In reply to by fmiyara

Sorry, but
First, You complain about a perceived effect that may or may not have to do with your playback device or the font you use. As I said, I used three different fonts with three different results. Is the effect still there if you remove the lower note? Second, of course there is vibrato. I agree that there shouldn't be vibrato on an eight note. Each of my three fonts handled vibrato differently. As does each real player. You might not start vibrato until later but not everyone might. Some players have very wide vibrato indeed.
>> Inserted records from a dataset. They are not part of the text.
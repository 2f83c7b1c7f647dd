//! Scripted program served to the checker.
//!
//! ```text
//! stateless-mc [--cfg=...]... scripted-app <scenario.toml>
//! ```
//!
//! Started by the checker with the control socket in `SIMGRID_MC_SOCKET_FD`. Run
//! on its own, it executes the scenario once, always scheduling the lowest enabled
//! actor.

use stateless_mc::app::{CheckedProgram, Scenario, ScriptedProgram};
use stateless_mc::observability::{init_tracing, LogConfig};
use stateless_mc::remote::protocol::SOCKET_FD_ENV;
use stateless_mc::remote::AppSide;
use stateless_mc::McError;
use std::path::PathBuf;
use std::sync::Arc;
use tracing::{error, info};

fn run(path: PathBuf) -> Result<(), McError> {
    let scenario = Arc::new(Scenario::from_file(&path)?);
    let mut program = ScriptedProgram::new(scenario);

    if std::env::var_os(SOCKET_FD_ENV).is_some() {
        return AppSide::from_env(Box::new(program))?.run();
    }

    info!("Running {} without checker", path.display());
    program.run_local_steps()?;
    loop {
        let Some(actor) = program.actors().into_iter().find(|a| a.enabled) else {
            break;
        };
        let t = program.execute(actor.aid, 0)?;
        info!("Actor {} ==> simcall: {}", t.aid, t);
        program.run_local_steps()?;
    }
    if program.is_deadlocked() {
        for line in program.describe_actors() {
            info!("{}", line);
        }
        return Err(McError::Internal("the scenario deadlocked".to_string()));
    }
    program.finalize();
    Ok(())
}

fn main() {
    init_tracing(&LogConfig::default());
    let Some(path) = std::env::args().nth(1).map(PathBuf::from) else {
        eprintln!("usage: scripted-app <scenario.toml>");
        std::process::exit(64);
    };
    if let Err(e) = run(path) {
        error!("{}", e);
        std::process::exit(1);
    }
}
You write a particular melody or rhythm and expect it to sound as if it were being played like a real player would play it.

In reply to by bobjp

I'm pretty sure it has nothing to do with my playback device, as I don't have any effect, let alone any chorus or similar which could be confused with a vibrato. But, most important, I mentioned that I exported my score as a wav file, a software process that doesn't use the sound device at all, and the vibrato is there. In the sample score I presented there are several versions with comments attached to each case, including isolating both notes, making them longer, changing articulations, etc.
The problem lies, I believe, on the defaulf soundfont provided with MuseScore (the plain one, not the HQ), which, for that particular instrument in that particular range starts the vibrato too soon and with an exagerated amplitude modulation.

In reply to by fmiyara

Do you think that whoever put the font together exaggerated the vibrato, or that's just the way it was recorded. Also, does the HQ version have this problem? I confess to not hearing it, but then my hearing may not be the best. I only ask about your playback device because you have to listen using something. My experience is that you could listen to something on three different devices and each one will sound different. I realize I'm probably not helping you. I'm just trying to understand what's going on. Recorded sound, drivers, enclosures, room size, all affect sound.

In reply to by bobjp

I'm not quite an expert in soundfonts--yet :) but I think the soundfont can contain a recorded vibrato or a vibrato can be added artificially, not as a number of samples but as an instruction for the synthsizer. In the first case it surely yields a more realistic sound, but it takes much more memory.
Don't you hear the seemingly repeated 16th notes where a regular 8th note is written? With the isolated note or a longer note it is more difficult to perceive it, but with two consecutive 8th notes it is clearly audible--and disturbing!
I didn't test the HQ version because each time I toggle between them I have to wait several minutes until it loads, and the HQ is not working well on my system.
I'm aware of the influence of the environment, equipment, etc. on how something sounds (my background is as an acoustician), but that influence is not what I'm talking about. It's something much less subtle, it is as if I had a 125 ms echo, which is impossible in living-room, and besides, it wouldn't be so selective, it would plague every single note and I would have long been confined in a mental institution!